Alternatively, set vblank_mode to 0 in ~/.drirc and make sure that driver is set to dri2:

<device screen="0" driver="dri2">
    <application name="Default">
    <option name="vblank_mode" value="0"/>

Blank screen during boot, when "Loading modules"

If you are using "late start" KMS and the screen goes blank when "Loading modules", it may help to add i915 and intel_agp to the initramfs. See KMS above.

Alternatively, appending the following to the kernel command line seems to work as well:


Only a single low-resolution present

If Xorg starts with 800x600 and does not find any other resolutions, it may be because you have an /etc/X11/xorg.conf file left over from your NVIDIA setup. Simply changing the driver from "nvidia" to "intel" is not sufficient when moving from NVIDIA's xorg.conf to Intel's. Try to delete /etc/X11/xorg.conf, letting the driver pick the settings itself.

Video tearing

You can likely fix video tearing by enabling hardware video acceleration.

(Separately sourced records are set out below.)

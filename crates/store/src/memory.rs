use std::collections::HashMap;
use std::sync::Arc;
use std::sync::atomic::{AtomicBool, Ordering};

use async_trait::async_trait;
use chrono::Utc;
use domain::{NewOrder, Order, OrderStatus, ProductRecord};
use tokio::sync::RwLock;

use crate::{
    OrderId, ProductId, Result, StoreError,
    store::{InventoryStore, OrderPage, OrderQuery, OrderStore},
};

#[derive(Default)]
struct OrderTable {
    orders: HashMap<OrderId, Order>,
    /// Every status each order has held, in write order.
    history: HashMap<OrderId, Vec<OrderStatus>>,
}

/// In-memory order store for testing and single-process runs.
///
/// Provides the same interface and transition rules as the PostgreSQL
/// implementation.
#[derive(Clone, Default)]
pub struct InMemoryOrderStore {
    table: Arc<RwLock<OrderTable>>,
    fail_on_create: Arc<AtomicBool>,
    fail_on_update: Arc<AtomicBool>,
}

impl InMemoryOrderStore {
    /// Creates a new empty in-memory order store.
    pub fn new() -> Self {
        Self::default()
    }

    /// Makes `create` fail as if the database were unreachable.
    pub fn set_fail_on_create(&self, fail: bool) {
        self.fail_on_create.store(fail, Ordering::SeqCst);
    }

    /// Makes `update_status` and `record_payment` fail as if the database were unreachable.
    pub fn set_fail_on_update(&self, fail: bool) {
        self.fail_on_update.store(fail, Ordering::SeqCst);
    }

    /// Returns the total number of orders stored.
    pub async fn order_count(&self) -> usize {
        self.table.read().await.orders.len()
    }

    /// Returns every status the order has held, starting with Pending.
    pub async fn status_history(&self, order_id: OrderId) -> Vec<OrderStatus> {
        self.table
            .read()
            .await
            .history
            .get(&order_id)
            .cloned()
            .unwrap_or_default()
    }

    fn check(flag: &AtomicBool, operation: &str) -> Result<()> {
        if flag.load(Ordering::SeqCst) {
            return Err(StoreError::Unavailable(format!("{operation} rejected")));
        }
        Ok(())
    }
}

#[async_trait]
impl OrderStore for InMemoryOrderStore {
    async fn create(&self, order: NewOrder) -> Result<Order> {
        Self::check(&self.fail_on_create, "create")?;

        let order = Order::pending(OrderId::new(), order, Utc::now());
        let mut table = self.table.write().await;
        table.history.insert(order.id, vec![order.status]);
        table.orders.insert(order.id, order.clone());
        Ok(order)
    }

    async fn update_status(
        &self,
        order_id: OrderId,
        status: OrderStatus,
        failure_reason: Option<String>,
    ) -> Result<Order> {
        Self::check(&self.fail_on_update, "update_status")?;

        let mut table = self.table.write().await;
        let order = table
            .orders
            .get_mut(&order_id)
            .ok_or(StoreError::OrderNotFound(order_id))?;

        let changed = order
            .transition(status, failure_reason, Utc::now())
            .map_err(|e| StoreError::from_domain(order_id, e))?;
        let order = order.clone();

        if changed {
            table.history.entry(order_id).or_default().push(status);
        }
        Ok(order)
    }

    async fn record_payment(&self, order_id: OrderId, payment_id: &str) -> Result<()> {
        Self::check(&self.fail_on_update, "record_payment")?;

        let mut table = self.table.write().await;
        let order = table
            .orders
            .get_mut(&order_id)
            .ok_or(StoreError::OrderNotFound(order_id))?;
        order.payment_id = Some(payment_id.to_string());
        order.updated_at = Utc::now();
        Ok(())
    }

    async fn get(&self, order_id: OrderId) -> Result<Option<Order>> {
        Ok(self.table.read().await.orders.get(&order_id).cloned())
    }

    async fn list(&self, query: OrderQuery) -> Result<OrderPage> {
        let table = self.table.read().await;
        let mut orders: Vec<_> = table
            .orders
            .values()
            .filter(|o| query.user_id.is_none_or(|user_id| o.user_id == user_id))
            .cloned()
            .collect();

        orders.sort_by(|a, b| a.created_at.cmp(&b.created_at).then(a.id.cmp(&b.id)));

        let total = orders.len() as u64;
        let orders = orders
            .into_iter()
            .skip(query.offset() as usize)
            .take(query.per_page as usize)
            .collect();

        Ok(OrderPage { orders, total })
    }
}

/// In-memory product stock for testing and single-process runs.
///
/// The write lock makes each compare-and-swap atomic; reads never block a
/// concurrent reservation for longer than one map lookup.
#[derive(Clone, Default)]
pub struct InMemoryInventoryStore {
    products: Arc<RwLock<HashMap<ProductId, ProductRecord>>>,
    unavailable: Arc<AtomicBool>,
}

impl InMemoryInventoryStore {
    /// Creates a new empty inventory store.
    pub fn new() -> Self {
        Self::default()
    }

    /// Inserts or replaces a product row.
    pub async fn insert_product(&self, product: ProductRecord) {
        self.products.write().await.insert(product.id, product);
    }

    /// Returns the current quantity of a product.
    pub async fn quantity(&self, product_id: ProductId) -> Option<u64> {
        self.products
            .read()
            .await
            .get(&product_id)
            .map(|p| p.quantity)
    }

    /// Makes every call fail as if the database were unreachable.
    pub fn set_unavailable(&self, unavailable: bool) {
        self.unavailable.store(unavailable, Ordering::SeqCst);
    }

    fn check(&self) -> Result<()> {
        if self.unavailable.load(Ordering::SeqCst) {
            return Err(StoreError::Unavailable("inventory store offline".to_string()));
        }
        Ok(())
    }
}

#[async_trait]
impl InventoryStore for InMemoryInventoryStore {
    async fn get_product(&self, product_id: ProductId) -> Result<Option<ProductRecord>> {
        self.check()?;
        Ok(self.products.read().await.get(&product_id).cloned())
    }

    async fn compare_and_swap_quantity(
        &self,
        product_id: ProductId,
        expected: u64,
        new: u64,
    ) -> Result<bool> {
        self.check()?;
        let mut products = self.products.write().await;
        match products.get_mut(&product_id) {
            Some(product) if product.quantity == expected => {
                product.quantity = new;
                Ok(true)
            }
            _ => Ok(false),
        }
    }
}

X freeze/crash with intel driver

If you have issue with X crashing, or GPU hang, or problem with frozen X, then the fix may be to use the "Shadow" option:

 Section "Device"
    Identifier "old intel stuff"
    Driver "intel"
    Option "Shadow" "True"
    Option "DRI" "false"

Because it disables (most) video acceleration functions, using this fix (Option "Shadow" "True") may cause problems with gnome-screenshot and similar programs like gimp, or gcolor2.

Another option that can help on some implementations is to enable semaphores in the kernel video driver, by adding i915.semaphores=1 to the kernel command line. To make this change permanent on GRUB2 installations, changing the kernel command-line entry in /etc/default/grub and re-running grub-mkconfig will make that change permanent.

 GRUB_CMDLINE_LINUX_DEFAULT="quiet splash i915.semaphores=1"

Adding undetected resolutions

This issue is covered on the Xrandr page.